You may have picked up by now that I have a thing for chocolate...I can't help it! Every time I see a new recipe that can be converted to gluten and dairy free, and that I can use some of my always-plentiful stash of 70% dark chocolate in, I just have to try it. I was given a new recipe book for Christmas:- “Fast and Flavorful Meatless Meals” by Jessie Price, and have been slowly trying new recipes. This weekend it was time for the Chocolate Raspberry Pie! And hey, it's nearly Easter, so chocolate is very appropriate!
Now, you're bound to scroll down to the ingredients list before long, so I'll get this bit out of the way straight-up: the filling is based on tofu. Yep, tofu. I'm not an avid tofu eater..... I don't regularly cook with it as it kind of scares me, as unfamiliar things tend to. But I'm always happy to try something at least once! I had the recipe book open and was just starting to get ingredients together when my tofu-sceptic husband came by and glanced at the recipe. “Tofu????” he exclaimed! “Just give it a go” I replied, and we left it at that. Once I'd wizzed it all up in the food processor he came by again, as he often does, just to 'check' how it's going (ie to see what there is to sample), and he had a lick of the mixture. Obviously surprised, he went back for more. My not-very-sweet-toothed husband has now had three helpings of the 'tofu pie' over the last two days, so I think I can safely say it was a success. It's also been a huge hit with my 7 year old who is a self-professed mousse-hater. Not bad, really!
The pie filling is a gorgeous stand-alone mousse and actually doesn't have to be served in a pie shell at all. We ate a heap of it fresh after being wizzed up, and it's just lovely. It solidifies in the fridge after a couple of hours and becomes too solid to really call a mousse, but if you wanted to make it ahead of time and serve it as a mousse, just take it out of the fridge for an hour or two before serving.
And, just to demonstrate that I don't always get my baking quite right, my attempt at making a large pie shell to put the filling in kind of failed.

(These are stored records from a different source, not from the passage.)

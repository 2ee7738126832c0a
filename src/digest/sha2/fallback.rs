// Copyright 2019-2025 Brian Smith.
//
// Permission to use, copy, modify, and/or distribute this software for any
// purpose with or without fee is hereby granted, provided that the above
// copyright notice and this permission notice appear in all copies.
//
// THE SOFTWARE IS PROVIDED "AS IS" AND THE AUTHORS DISCLAIM ALL WARRANTIES
// WITH REGARD TO THIS SOFTWARE INCLUDING ALL IMPLIED WARRANTIES OF
// MERCHANTABILITY AND FITNESS. IN NO EVENT SHALL THE AUTHORS BE LIABLE FOR ANY
// SPECIAL, DIRECT, INDIRECT, OR CONSEQUENTIAL DAMAGES OR ANY DAMAGES
// WHATSOEVER RESULTING FROM LOSS OF USE, DATA OR PROFITS, WHETHER IN AN ACTION
// OF CONTRACT, NEGLIGENCE OR OTHER TORTIOUS ACTION, ARISING OUT OF OR IN
// CONNECTION WITH THE USE OR PERFORMANCE OF THIS SOFTWARE.

//! The portable compression function.
//!
//! This is a direct rendition of FIPS 180-4 section 6.2.2. It is always
//! available and is the reference every accelerated strategy is tested
//! against.

use super::{k::K, State, BLOCK_LEN, CHAINING_WORDS, ROUNDS};
use crate::polyfill::slice::{as_chunks, AsChunks};
use core::num::Wrapping;

pub(super) fn compress_blocks(state: &mut State, blocks: AsChunks<u8, BLOCK_LEN>) {
    let H = state.as_mut();
    blocks.into_iter().for_each(|M| compress_block(H, M));
}

#[inline]
fn compress_block(H: &mut [Wrapping<u32>; CHAINING_WORDS], M: &[u8; BLOCK_LEN]) {
    // FIPS 180-4 6.2.2 Step 1
    let W = schedule(M);

    // FIPS 180-4 6.2.2 Step 2
    let [mut a, mut b, mut c, mut d, mut e, mut f, mut g, mut h] = *H;

    // FIPS 180-4 6.2.2 Step 3
    for (Kt, Wt) in K.as_ref().iter().zip(W.iter()) {
        let T1 = h + SIGMA_1(e) + ch(e, f, g) + Wrapping(*Kt) + *Wt;
        let T2 = SIGMA_0(a) + maj(a, b, c);
        h = g;
        g = f;
        f = e;
        e = d + T1;
        d = c;
        c = b;
        b = a;
        a = T1 + T2;
    }

    // FIPS 180-4 6.2.2 Step 4
    H[0] += a;
    H[1] += b;
    H[2] += c;
    H[3] += d;
    H[4] += e;
    H[5] += f;
    H[6] += g;
    H[7] += h;
}

/// Expands one block into the 64-word message schedule.
pub(super) fn schedule(M: &[u8; BLOCK_LEN]) -> [Wrapping<u32>; ROUNDS] {
    let mut W = [Wrapping(0); ROUNDS];
    let (M, _) = as_chunks::<u8, 4>(M);
    W.iter_mut()
        .zip(M)
        .for_each(|(Wt, Mt)| *Wt = Wrapping(u32::from_be_bytes(*Mt)));
    for t in 16..ROUNDS {
        W[t] = sigma_1(W[t - 2]) + W[t - 7] + sigma_0(W[t - 15]) + W[t - 16];
    }
    W
}

#[inline(always)]
fn rotr(x: Wrapping<u32>, n: u32) -> Wrapping<u32> {
    Wrapping(x.0.rotate_right(n))
}

// FIPS 180-4 4.1.2
#[inline(always)]
fn ch(x: Wrapping<u32>, y: Wrapping<u32>, z: Wrapping<u32>) -> Wrapping<u32> {
    (x & y) | (!x & z)
}

// FIPS 180-4 4.1.2
#[inline(always)]
fn maj(x: Wrapping<u32>, y: Wrapping<u32>, z: Wrapping<u32>) -> Wrapping<u32> {
    (x & y) | (x & z) | (y & z)
}

// FIPS 180-4 4.1.2
#[inline(always)]
fn SIGMA_0(x: Wrapping<u32>) -> Wrapping<u32> {
    rotr(x, 2) ^ rotr(x, 13) ^ rotr(x, 22)
}

// FIPS 180-4 4.1.2
#[inline(always)]
fn SIGMA_1(x: Wrapping<u32>) -> Wrapping<u32> {
    rotr(x, 6) ^ rotr(x, 11) ^ rotr(x, 25)
}

// FIPS 180-4 4.1.2
#[inline(always)]
fn sigma_0(x: Wrapping<u32>) -> Wrapping<u32> {
    rotr(x, 7) ^ rotr(x, 18) ^ Wrapping(x.0 >> 3)
}

// FIPS 180-4 4.1.2
#[inline(always)]
fn sigma_1(x: Wrapping<u32>) -> Wrapping<u32> {
    rotr(x, 17) ^ rotr(x, 19) ^ Wrapping(x.0 >> 10)
}

#[cfg(test)]
mod tests {
    use super::*;

    // The message schedule of the single padded block of "abc", from the
    // worked example in the NIST "SHA-256 example" document.
    #[test]
    fn test_schedule_abc() {
        let mut block = [0u8; BLOCK_LEN];
        block[..3].copy_from_slice(b"abc");
        block[3] = 0x80;
        block[BLOCK_LEN - 1] = 24;
        let W = schedule(&block);
        assert_eq!(W[0].0, 0x61626380);
        assert_eq!(W[15].0, 0x00000018);
        assert_eq!(W[16].0, 0x61626380);
        assert_eq!(W[17].0, 0x000f0000);
        assert_eq!(W[63].0, 0x12b1edeb);
    }

    #[test]
    fn test_compress_abc() {
        let mut block = [0u8; BLOCK_LEN];
        block[..3].copy_from_slice(b"abc");
        block[3] = 0x80;
        block[BLOCK_LEN - 1] = 24;
        let mut state = State::from_words(super::super::k::SHA256_IV);
        compress_blocks(&mut state, AsChunks::from(&block));
        assert_eq!(
            state.to_words(),
            [
                0xba7816bf, 0x8f01cfea, 0x414140de, 0x5dae2223, 0xb00361a3, 0x96177a9c,
                0xb410ff61, 0xf20015ad,
            ]
        );
    }
}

I made the the dough a little too moist, and rolled it out too thinly, and it ended up cracking to bits when I blind-baked it. Thankfully I also made some small tart shells that worked, so it wasn't a complete disaster. And remembering the old saying “when life gives you lemons, make lemonade”...I found that the crumbling pie crust made a fantastic and fancy-looking 'soil' to crumble over the top of the mousse, and gave it a lovely crunchy texture-element. Hubby even said it looked like I planned it all along!

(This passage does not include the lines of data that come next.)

//! In-process stand-in for the indexer bulk endpoint

use std::collections::HashMap;
use std::sync::atomic::{AtomicU64, Ordering};

use async_trait::async_trait;
use muxqueue::{BatchProcessor, CorrelationId, Item, ProcessError, Response};
use serde_json::{Map, json};
use tracing::debug;

/// Answers every item with a bulk-style `created` result
#[derive(Debug, Default)]
pub struct LoopbackIndexer {
    indexed: AtomicU64,
}

impl LoopbackIndexer {
    pub fn new() -> Self {
        Self::default()
    }

    /// Items answered so far
    pub fn indexed(&self) -> u64 {
        self.indexed.load(Ordering::Relaxed)
    }

    fn bulk_result(item: &Item) -> Response {
        let mut result = Map::new();
        result.insert("_index".to_string(), json!(item.destination));
        result.insert("_id".to_string(), json!(item.id.to_string()));
        result.insert("result".to_string(), json!("created"));
        result.insert("status".to_string(), json!(201));
        result
    }
}

#[async_trait]
impl BatchProcessor for LoopbackIndexer {
    async fn process(&self, batch: &[Item]) -> Result<HashMap<CorrelationId, Response>, ProcessError> {
        debug!(batch_len = batch.len(), "LoopbackIndexer::process: called");
        let responses: HashMap<CorrelationId, Response> =
            batch.iter().map(|item| (item.id, Self::bulk_result(item))).collect();
        self.indexed.fetch_add(responses.len() as u64, Ordering::Relaxed);
        Ok(responses)
    }
}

- 300 grams fair trade dark (70% or more) chocolate (or about 1 1/2 cups dark choc chips if you prefer)
- 300 gram package of organic firm silken tofu (orginal recipe states 1 1/3 cups)
- 3 tablespoons pure maple syrup (or agave if you don't have maple. Raw honey would probably work too)
- 1 teaspoon vanilla extract or paste
- 1 cup frozen raspberries, thawed
- 1 quantity of Shortcrust Pastry, or other pie shell
- If making a pie, preheat oven to 200 degrees celsius.
- Roll the pastry to the size of your pie dish on a silicon baking mat or on baking paper. Grease your pie dish. Invert the paper over the dish and lightly press the pastry into the dish. Make sure pastry comes right up over the edge of the dish, as it will shrink a little when baking. Blind-bake using baking weights for 20-25 minutes, checking to make sure it's not over-browning. It must be fully cooked, as the filling will not be baked in the shell.
While the shell is cooling, make the filling:
- Melt the chocolate in a double boiler (place a glass or ceramic bowl over a saucepan with a little water in the bottom ; bring the water to the boil, then turn down to low temperature ; the steam from the water heats the bowl and melts the chocolate). Stir the chocolate as it melts, until it is completely smooth.
- In a food processor, blend together the tofu, maple syrup, and vanilla. Add the raspberries and process. Scrape down sides and process again until completely smooth.
- Add the melted chocolate and process again, scraping down sides until fully incorporated.
- If serving as a mousse, spoon into individual glasses or small mugs and serve at room temperature. Top with crumbled cooked pastry 'soil' if desired. Garnish with raspberries.
- If making a pie, spoon the mousse into the cooled pie shell and refridgerate at least 2 hours, until firm. Garnish with raspberries.